I would like to clear the air.
Proper Uses of the Em Dash
The em dash (created, at least on my Mac, by pressing the option + shift + hyphen) can function like a:
Comma: The town square was nearly empty — except for a stray cat who clearly ran the place.
Semicolon: Harry would never forget the Tuesday that Mabel called him from the bakery, her voice brimming with excitement — the bakery had added cheese Danishes to its selection.*
Parentheses: The bakery's significantly broad hours of operation — 6 a.m. to 6 p.m. — certainly showed concern for customers’ manifold circumstances.*
Just look at how much drama they create! Sure, you could swap in other punctuation — and yes, nine out of 10 times I accidentally hit command + hyphen and make my screen small — but nothing creates the same visual pause. And parentheses look messy. Commas don't deliver the same pause.
Are You People Not Reading?

In a world where most of us barely read things out loud anymore, I love that the em dash creates a pause you can SEE. It says, "Hey, you. Even if you skimmed the last three paragraphs, be sure you read this one."
That's what you want in a narrative. The em dash gives writers the ability to pause, pace, and guide a reader's attention. It's a craft thing. It's a beat, a cue, a moment. AI doesn't know how to do that — not really. When AI uses the em dash, it's just trying to vary the sentence structure. Break up the pattern, and make the text look more "human."
Recently, my manager, Kaitlin, sent me a McSweeney's piece that had me actually laughing out loud: "The Em Dash Responds to the AI Allegations" by Greg Mania. Not only was this piece extremely funny, but it also verbalized one of the main things I've been thinking since em-dash use has become synonymous with generative AI:
"Let's be honest: The real issue isn't me [the em dash] — it's you. You simply don't read enough. If you did, you'd know I've been here for centuries. I'm in Austen. I'm in Baldwin. I've appeared in Pulitzer-winning prose, viral op-eds…"
Exactly! Thank you, Greg! I see em dashes every day working as an editor, and even more as an avid reader — whether it's literary fiction or my weekly New Yorker. Potential hot take here: if you were actually reading, you'd know that.
Maybe Your Motivations Are Nefarious…
Like I said, when I first saw the "10 tell-tale signs something was written with AI" posts, I didn't mind. I'm not anti-AI. I know it can help people organize their thoughts or maybe even provide suggestions.
What bothered me about the posts was that they weren't just PSAs. They were how-to manuals for people who wanted their AI-generated work to pass as human. The "red flags" weren't meant to help readers avoid fake content — they were helping people camouflage it!
But suddenly, any human writer who used one was fielding allegations of AI. We've lost the plot, people!
If It Sounds like AI, It's Probably AI
So why are we fixated on punctuation? Like it's a forensive clue — but a clue for what, exactly? A "gotcha" moment? Proof someone used the latest tech to… what?

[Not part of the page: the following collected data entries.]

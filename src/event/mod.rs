//! Event volatility decomposition.
//!
//! A single whole-period quote to an expiry that spans a known event (an
//! earnings release, a central bank meeting) is split into three marginal
//! vols: diffusive vol before the event, the event day itself, and diffusive
//! vol after it. The split is chosen by a [`WeightingModel`]; whatever the
//! model, the marginal variances must recombine to the quoted total:
//!
//! ```text
//! σ_pre² · d_pre + σ_evt² · 1 + σ_post² · d_post = σ² · T
//! ```
//!
//! [`EventDecomposer`] checks this identity on every decomposition and
//! rejects models that break it.

pub mod models;

pub use models::CalendarModel;

use serde::{Deserialize, Serialize};

use crate::Date;
use crate::conventions::{DayCountBasis, round_display};
use crate::dates::{IntoDate, days_between, format_date};
use crate::error::{Result, VolTermError};
use crate::term_structure::sqrt_variance;
use crate::types::{Variance, Vol};
use crate::validate::{pct_input, positive_param};

/// Decimal places kept in [`EventReport`] percentages.
pub const REPORT_PRECISION: u32 = 2;

/// Default relative tolerance for the variance reconstruction check.
pub const DEFAULT_TOLERANCE: f64 = 1e-9;

/// Inputs handed to a [`WeightingModel`], already validated and in decimal form.
#[derive(Debug, Clone, Copy, PartialEq)]
pub struct EventInputs {
    /// Whole-period vol from trade date to expiry.
    pub whole_period_vol: Vol,
    /// Expected event-day move as a decimal (0.05 for 5%).
    pub expected_move: f64,
    pub total_days: i64,
    pub days_to_event: i64,
    pub days_after_event: i64,
    /// Basis used to annualize the one-day event move.
    pub basis: DayCountBasis,
}

impl EventInputs {
    /// Total variance `σ² · T` the marginal variances must reconstruct.
    pub fn whole_period_total(&self) -> Variance {
        self.whole_period_vol.variance().total(self.total_days)
    }
}

/// Annualized marginal variances produced by a [`WeightingModel`].
#[derive(Debug, Clone, Copy, PartialEq, Serialize, Deserialize)]
pub struct MarginalVariances {
    pub pre_event: Variance,
    pub event: Variance,
    pub post_event: Variance,
}

/// Strategy that splits a whole-period variance around an event day.
///
/// Implementations must satisfy
/// `pre · days_to_event + event + post · days_after_event = σ² · total_days`.
/// [`EventDecomposer`] verifies this and fails with
/// [`VolTermError::DomainError`] otherwise.
pub trait WeightingModel: Send + Sync + std::fmt::Debug {
    /// Short identifier, recorded in [`EventDecomposition::model`].
    fn name(&self) -> &str;

    /// Compute the three marginal variances.
    fn marginal_variances(&self, inputs: &EventInputs) -> Result<MarginalVariances>;
}

/// Result of an event decomposition, at full precision.
#[derive(Debug, Clone, PartialEq, Serialize, Deserialize)]
pub struct EventDecomposition {
    pub pre_event_vol: Vol,
    pub event_vol: Vol,
    pub post_event_vol: Vol,
    pub total_days: i64,
    pub days_to_event: i64,
    pub days_after_event: i64,
    /// Name of the weighting model used.
    pub model: String,
}

impl EventDecomposition {
    /// Day-count weighted variance of the three legs recombined.
    pub fn reconstructed_total(&self) -> Variance {
        Variance(
            self.pre_event_vol.variance().total(self.days_to_event).0
                + self.event_vol.variance().0
                + self.post_event_vol.variance().total(self.days_after_event).0,
        )
    }

    /// Display form: percentages rounded to [`REPORT_PRECISION`] places.
    pub fn to_report(&self) -> EventReport {
        EventReport {
            pre_event_vol: round_display(self.pre_event_vol.to_pct(), REPORT_PRECISION),
            event_vol: round_display(self.event_vol.to_pct(), REPORT_PRECISION),
            post_event_vol: round_display(self.post_event_vol.to_pct(), REPORT_PRECISION),
            total_days: self.total_days,
            days_to_event: self.days_to_event,
            days_after_event: self.days_after_event,
        }
    }
}

/// Rounded, percentage-form decomposition for reports and screens.
#[derive(Debug, Clone, PartialEq, Serialize, Deserialize)]
pub struct EventReport {
    pub pre_event_vol: f64,
    pub event_vol: f64,
    pub post_event_vol: f64,
    pub total_days: i64,
    pub days_to_event: i64,
    pub days_after_event: i64,
}

/// Decomposes whole-period vols around event dates.
///
/// # Examples
///
/// ```
/// use volterm::event::{CalendarModel, EventDecomposer};
///
/// let decomposition = EventDecomposer::new().decompose(
///     "2024-03-01", // trade
///     "2024-03-21", // expiry
///     "2024-03-10", // event
///     40.0,         // whole-period vol, %
///     5.0,          // expected event move, %
///     &CalendarModel::ExpectedMove,
/// )?;
///
/// assert_eq!(decomposition.total_days, 20);
/// assert_eq!(decomposition.days_to_event, 9);
/// assert_eq!(decomposition.days_after_event, 11);
/// # Ok::<(), volterm::VolTermError>(())
/// ```
#[derive(Debug, Clone, Copy, PartialEq)]
pub struct EventDecomposer {
    basis: DayCountBasis,
    tolerance: f64,
}

impl EventDecomposer {
    /// Calendar-365 basis and a `1e-9` relative reconstruction tolerance.
    pub fn new() -> Self {
        Self {
            basis: DayCountBasis::default(),
            tolerance: DEFAULT_TOLERANCE,
        }
    }

    /// Basis used to annualize the event-day move.
    pub fn basis(mut self, basis: DayCountBasis) -> Self {
        self.basis = basis;
        self
    }

    /// Relative tolerance for the variance reconstruction check.
    pub fn tolerance(mut self, tolerance: f64) -> Self {
        self.tolerance = tolerance;
        self
    }

    /// Split `whole_period_vol_pct` into pre-event, event and post-event vols.
    ///
    /// # Errors
    /// - [`VolTermError::ParseError`] if a date cannot be resolved.
    /// - [`VolTermError::OrderingError`] unless `trade < event < expiry`.
    /// - [`VolTermError::ValidationError`] for a negative vol or move, or an
    ///   unusable tolerance.
    /// - [`VolTermError::DomainError`] if the model yields a negative
    ///   marginal variance or fails to reconstruct the whole-period variance.
    pub fn decompose(
        &self,
        trade_date: impl IntoDate,
        expiry_date: impl IntoDate,
        event_date: impl IntoDate,
        whole_period_vol_pct: f64,
        expected_move_pct: f64,
        model: &dyn WeightingModel,
    ) -> Result<EventDecomposition> {
        let trade = trade_date.into_date()?;
        let expiry = expiry_date.into_date()?;
        let event = event_date.into_date()?;
        check_event_ordering(trade, event, expiry)?;

        let vol = pct_input(whole_period_vol_pct, "whole-period vol")?;
        let expected_move = pct_input(expected_move_pct, "expected move")?;
        positive_param(self.tolerance, "tolerance")?;

        let inputs = EventInputs {
            whole_period_vol: Vol(vol),
            expected_move,
            total_days: days_between(trade, expiry),
            days_to_event: days_between(trade, event),
            days_after_event: days_between(event, expiry),
            basis: self.basis,
        };

        #[cfg(feature = "logging")]
        tracing::debug!(
            model = model.name(),
            total_days = inputs.total_days,
            days_to_event = inputs.days_to_event,
            "event decomposition started"
        );

        let marginals = model.marginal_variances(&inputs)?;
        self.check_reconstruction(&inputs, &marginals, model.name())?;

        Ok(EventDecomposition {
            pre_event_vol: sqrt_variance(marginals.pre_event)?,
            event_vol: sqrt_variance(marginals.event)?,
            post_event_vol: sqrt_variance(marginals.post_event)?,
            total_days: inputs.total_days,
            days_to_event: inputs.days_to_event,
            days_after_event: inputs.days_after_event,
            model: model.name().to_string(),
        })
    }

    fn check_reconstruction(&self, inputs: &EventInputs, m: &MarginalVariances, model: &str) -> Result<()> {
        for (leg, var) in [("pre-event", m.pre_event), ("event", m.event), ("post-event", m.post_event)] {
            if !var.0.is_finite() || var.0 < 0.0 {
                return Err(VolTermError::DomainError {
                    message: format!("{model} produced invalid {leg} variance {}", var.0),
                    variance: Some(var.0),
                });
            }
        }

        let target = inputs.whole_period_total().0;
        let recombined = m.pre_event.total(inputs.days_to_event).0
            + m.event.0
            + m.post_event.total(inputs.days_after_event).0;
        let residual = (recombined - target).abs();
        if residual > self.tolerance * target.max(f64::MIN_POSITIVE) {
            return Err(VolTermError::DomainError {
                message: format!(
                    "{model} marginal variances recombine to {recombined}, expected {target} (residual {residual})"
                ),
                variance: Some(recombined),
            });
        }
        Ok(())
    }
}

impl Default for EventDecomposer {
    fn default() -> Self {
        Self::new()
    }
}

/// Decompose with the default [`EventDecomposer`] settings.
pub fn decompose(
    trade_date: impl IntoDate,
    expiry_date: impl IntoDate,
    event_date: impl IntoDate,
    whole_period_vol_pct: f64,
    expected_move_pct: f64,
    model: &dyn WeightingModel,
) -> Result<EventDecomposition> {
    EventDecomposer::new().decompose(
        trade_date,
        expiry_date,
        event_date,
        whole_period_vol_pct,
        expected_move_pct,
        model,
    )
}

fn check_event_ordering(trade: Date, event: Date, expiry: Date) -> Result<()> {
    if trade < event && event < expiry {
        return Ok(());
    }
    Err(VolTermError::OrderingError {
        message: format!(
            "event date {} must be strictly between trade date {} and expiry {}",
            format_date(event),
            format_date(trade),
            format_date(expiry)
        ),
    })
}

If someone uses AI to draft their entire article, slap their name on it, and call it original — shame on them. But if someone uses it to refine their work or improve ideas that never would have seen the light of day otherwise? Where's the harm?

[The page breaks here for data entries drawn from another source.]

//! Forward vols and an event split from a small strip of ATM quotes.
//!
//! Demonstrates:
//!   1. Forward vol between two expiries
//!   2. The full forward vol matrix over a strip
//!   3. Splitting an expiry's vol around an earnings date
//!   4. Rescaling a quote from calendar-day to trading-day basis
//!
//! Run with: `cargo run --example forward_vols`

use volterm::VarianceTermStructure;
use volterm::conventions::{DayCountBasis, convert_vol_basis};
use volterm::event::{CalendarModel, EventDecomposer};
use volterm::matrix::ForwardVolMatrixBuilder;

fn main() -> Result<(), Box<dyn std::error::Error>> {
    let trade_date = "2024-03-01";

    // ---------------------------------------------------------------
    // 1. Forward vol between two quotes
    // ---------------------------------------------------------------

    let ts = VarianceTermStructure::new(trade_date)?;
    let fwd = ts.forward_vol(40.0, "2024-03-21", 42.0, "2024-03-31")?;
    println!("Forward vol 2024-03-21 -> 2024-03-31: {:.2}%", fwd.to_pct());

    // ---------------------------------------------------------------
    // 2. Forward vol matrix
    // ---------------------------------------------------------------

    let matrix = ForwardVolMatrixBuilder::new()
        .trade_date(trade_date)
        .add_expiries([
            ("2024-03-21", 40.0),
            ("2024-03-31", 42.0),
            ("2024-04-30", 44.0),
            ("2024-05-31", 46.0),
        ])
        .build()?;

    let labels = matrix.labels();
    println!("\nForward vol matrix (from row to column):");
    print!("{:>12}", "");
    for label in &labels {
        print!("{label:>12}");
    }
    println!();
    for (i, row) in matrix.rows().iter().enumerate() {
        print!("{:>12}", labels[i]);
        for cell in row {
            match cell {
                Some(vol) => print!("{:>11.2}%", vol.to_pct()),
                None => print!("{:>12}", "-"),
            }
        }
        println!();
    }

    // ---------------------------------------------------------------
    // 3. Event decomposition
    // ---------------------------------------------------------------

    let model: CalendarModel = "skewed_diffusion:0.85".parse()?;
    let split = EventDecomposer::new().decompose(
        trade_date,
        "2024-03-21", // expiry
        "2024-03-10", // earnings
        40.0,
        3.0,
        &model,
    )?;
    let report = split.to_report();
    println!(
        "\nEvent split ({}): pre {:.2}% ({}d), event {:.2}%, post {:.2}% ({}d)",
        split.model,
        report.pre_event_vol,
        report.days_to_event,
        report.event_vol,
        report.post_event_vol,
        report.days_after_event
    );

    // ---------------------------------------------------------------
    // 4. Basis conversion
    // ---------------------------------------------------------------

    let trading = convert_vol_basis(40.0, DayCountBasis::Calendar365, DayCountBasis::Trading252)?;
    println!("\n40.00% on 365-day basis = {trading:.2}% on 252-day basis");

    Ok(())
}
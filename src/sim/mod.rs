//! Deterministic run simulation
//!
//! Pure state plus a tick function: no clocks, no I/O, no global RNG.
//! Given the same seed, class and input stream, two runs are bit-identical,
//! which is what daily-seed competition relies on.

pub mod classes;
pub mod collision;
pub mod modifier;
pub mod rng;
pub mod state;
pub mod tick;

pub use classes::{ClassId, ClassStats, SkillKind};
pub use modifier::{ChoiceOption, ChoiceSet, CurseId, ModifierEffect, OptionKind, RelicId};
pub use rng::Mulberry32;
pub use state::{
    Boss, Effect, EffectKind, Enemy, EnemyKind, Hud, Player, Projectile, Run, RunConfig,
    RunOutcome, RunPhase, RunSnapshot, StatBonuses, TerminationReason, Timers,
};
pub use tick::{tick, TickInput};
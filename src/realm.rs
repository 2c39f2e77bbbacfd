//! Realm-of-the-day selection
//!
//! Realms are cosmetic biome descriptors. The pick is a pure function of
//! the date string, so every client shows the same realm on the same day
//! without coordination.

use serde::Serialize;

use crate::seed::char_sum;

/// A biome: display name, background color and flavor hazards
#[derive(Debug, Clone, Copy, PartialEq, Eq, Serialize)]
pub struct Realm {
    pub name: &'static str,
    /// Hex background color, `#rrggbb`
    pub bg: &'static str,
    pub hazards: &'static [&'static str],
}

pub const REALMS: [Realm; 5] = [
    Realm {
        name: "Ancient Ruins",
        bg: "#2d1e0f",
        hazards: &["falling debris", "lava fissures"],
    },
    Realm {
        name: "Cyberpunk City",
        bg: "#0f0f2d",
        hazards: &["electric grids", "drone patrols"],
    },
    Realm {
        name: "Alien Hive",
        bg: "#132d13",
        hazards: &["acid pools", "spore clouds"],
    },
    Realm {
        name: "Elemental Wasteland",
        bg: "#331f2d",
        hazards: &["firestorms", "sand cyclones"],
    },
    Realm {
        name: "Puzzle Sanctum",
        bg: "#1f2333",
        hazards: &["shifting walls", "void tiles"],
    },
];

/// Pick the realm for an ISO date string
pub fn pick_realm_by_date(date: &str) -> Realm {
    REALMS[char_sum(date) as usize % REALMS.len()]
}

The punctuation isn't the problem. What we should be looking for is authenticity. Is there a perspective here that couldn't come from a generic prompt? That's what matters — authenticity, a voice, a point of view!

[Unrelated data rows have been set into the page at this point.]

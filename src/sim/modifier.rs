//! Relic and curse modifiers
//!
//! Options are tagged effect descriptors (kind + parameters) applied by one
//! dispatch function, so no option carries hidden behavior of its own.
//! Relics are permanent positives for the run; curses are permanent
//! negatives compensated by an immediate shard grant.

use serde::{Deserialize, Serialize};

use super::rng::Mulberry32;
use super::state::{Effect, EffectKind, Run};
use crate::consts::*;

/// Relics a run can hold, both chosen and dropped
#[derive(Debug, Clone, Copy, PartialEq, Eq, Serialize, Deserialize)]
pub enum RelicId {
    ChronoBlade,
    ShardMagnet,
    AegisCore,
    /// Automatic drop from enemy kills
    ShardOfFate,
    /// Fixed grant for defeating a boss
    Godspark,
}

impl RelicId {
    pub fn name(&self) -> &'static str {
        match self {
            RelicId::ChronoBlade => "Chrono Blade",
            RelicId::ShardMagnet => "Shard Magnet",
            RelicId::AegisCore => "Aegis Core",
            RelicId::ShardOfFate => "Shard of Fate",
            RelicId::Godspark => "Godspark",
        }
    }
}

#[derive(Debug, Clone, Copy, PartialEq, Eq, Serialize, Deserialize)]
pub enum CurseId {
    Silenced,
    Fragile,
}

impl CurseId {
    pub fn name(&self) -> &'static str {
        match self {
            CurseId::Silenced => "Silenced",
            CurseId::Fragile => "Fragile",
        }
    }
}

/// What a modifier does to the run, as data
#[derive(Debug, Clone, Copy, PartialEq, Serialize, Deserialize)]
pub enum ModifierEffect {
    /// Flat movement speed bonus; Chrono Blade also leaves a lingering
    /// curse-tick marker
    SpeedBonus { amount: f32, curse_tick: bool },
    /// Extra shards per enemy kill
    ShardBonus { per_kill: u32 },
    /// Raises both max hp and current hp
    MaxHpBonus { amount: f32 },
    /// Additive heavy-attack cooldown multiplier
    HeavyCooldownPenalty { mult_add: f32 },
    /// Additive fraction of extra damage taken
    DamageTakenPenalty { frac_add: f32 },
}

#[derive(Debug, Clone, Copy, PartialEq, Serialize, Deserialize)]
pub enum OptionKind {
    Relic(RelicId),
    Curse(CurseId),
}

/// One selectable entry in a modifier choice
#[derive(Debug, Clone, Copy, PartialEq, Serialize)]
pub struct ChoiceOption {
    pub kind: OptionKind,
    pub name: &'static str,
    pub description: &'static str,
    pub effect: ModifierEffect,
}

pub const RELIC_POOL: [ChoiceOption; 3] = [
    ChoiceOption {
        kind: OptionKind::Relic(RelicId::ChronoBlade),
        name: "Chrono Blade",
        description: "Speed up, but lose a bit of HP over time.",
        effect: ModifierEffect::SpeedBonus {
            amount: 40.0,
            curse_tick: true,
        },
    },
    ChoiceOption {
        kind: OptionKind::Relic(RelicId::ShardMagnet),
        name: "Shard Magnet",
        description: "Gain extra shards from kills.",
        effect: ModifierEffect::ShardBonus { per_kill: 1 },
    },
    ChoiceOption {
        kind: OptionKind::Relic(RelicId::AegisCore),
        name: "Aegis Core",
        description: "+30 Max HP.",
        effect: ModifierEffect::MaxHpBonus { amount: 30.0 },
    },
];

pub const CURSE_POOL: [ChoiceOption; 2] = [
    ChoiceOption {
        kind: OptionKind::Curse(CurseId::Silenced),
        name: "Silenced",
        description: "Heavy attack cooldown +50%.",
        effect: ModifierEffect::HeavyCooldownPenalty { mult_add: 0.5 },
    },
    ChoiceOption {
        kind: OptionKind::Curse(CurseId::Fragile),
        name: "Fragile",
        description: "Take +20% damage.",
        effect: ModifierEffect::DamageTakenPenalty { frac_add: 0.2 },
    },
];

/// The three options offered by one choice event
#[derive(Debug, Clone, PartialEq, Serialize)]
pub struct ChoiceSet {
    pub options: Vec<ChoiceOption>,
}

impl ChoiceSet {
    /// Sample 2 distinct relics (without replacement) plus 1 curse
    pub fn roll(rng: &mut Mulberry32) -> Self {
        let mut picks: Vec<usize> = Vec::with_capacity(2);
        while picks.len() < 2 {
            let i = (rng.next_f32() * RELIC_POOL.len() as f32) as usize;
            if !picks.contains(&i) {
                picks.push(i);
            }
        }
        let mut options: Vec<ChoiceOption> = picks.iter().map(|&i| RELIC_POOL[i]).collect();
        let curse = (rng.next_f32() * CURSE_POOL.len() as f32) as usize;
        options.push(CURSE_POOL[curse]);
        Self { options }
    }
}

/// Single dispatch point for every modifier effect
pub(crate) fn apply_effect(run: &mut Run, effect: ModifierEffect) {
    match effect {
        ModifierEffect::SpeedBonus { amount, curse_tick } => {
            run.player.speed += amount;
            if curse_tick {
                run.effects.push(Effect::marker(EffectKind::CurseTick, CURSE_TICK_TIME));
            }
        }
        ModifierEffect::ShardBonus { per_kill } => run.shard_bonus += per_kill,
        ModifierEffect::MaxHpBonus { amount } => {
            run.player.max_hp += amount;
            run.player.hp += amount;
        }
        ModifierEffect::HeavyCooldownPenalty { mult_add } => {
            run.heavy_cooldown_mult += mult_add;
        }
        ModifierEffect::DamageTakenPenalty { frac_add } => {
            run.extra_damage_taken += frac_add;
        }
    }
}

#[cfg(test)]
mod tests {
    use super::*;

    #[test]
    fn roll_offers_two_distinct_relics_and_a_curse() {
        for seed in 0..200u32 {
            let mut rng = Mulberry32::new(seed);
            let set = ChoiceSet::roll(&mut rng);
            assert_eq!(set.options.len(), 3);
            assert!(matches!(set.options[0].kind, OptionKind::Relic(_)));
            assert!(matches!(set.options[1].kind, OptionKind::Relic(_)));
            assert!(matches!(set.options[2].kind, OptionKind::Curse(_)));
            assert_ne!(set.options[0].kind, set.options[1].kind);
        }
    }

    // This seed's first word narrows to the top of the unit interval;
    // scale-and-truncate must still land inside the pools.
    #[test]
    fn roll_stays_in_bounds_on_top_of_range_draws() {
        let mut rng = Mulberry32::new(0x2062_E6DB);
        let set = ChoiceSet::roll(&mut rng);
        assert_eq!(set.options.len(), 3);
        assert!(matches!(set.options[2].kind, OptionKind::Curse(_)));
    }

    #[test]
    fn roll_is_deterministic() {
        let mut a = Mulberry32::new(99);
        let mut b = Mulberry32::new(99);
        assert_eq!(ChoiceSet::roll(&mut a), ChoiceSet::roll(&mut b));
    }
}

The good news is that the more AI-generated sludge that floods the internet, the easier it is to spot the genuine thing. The sentence has rhythm, a voice that feels alive, and an em dash that creates just the right beat.
So please — stop treating the em-dash like a smoking gun for AI instead of a centuries-old tool that's helped countless writers capture rhythm and drama. It's one of the most human bits of punctuation we have! The em-dash is not the enemy. If you really want to fight AI, stop accusing punctuation. Start supporting writers! The red flag isn't the em dash. It's the lack of authenticity.
*Examples provided by Merriam-Webster.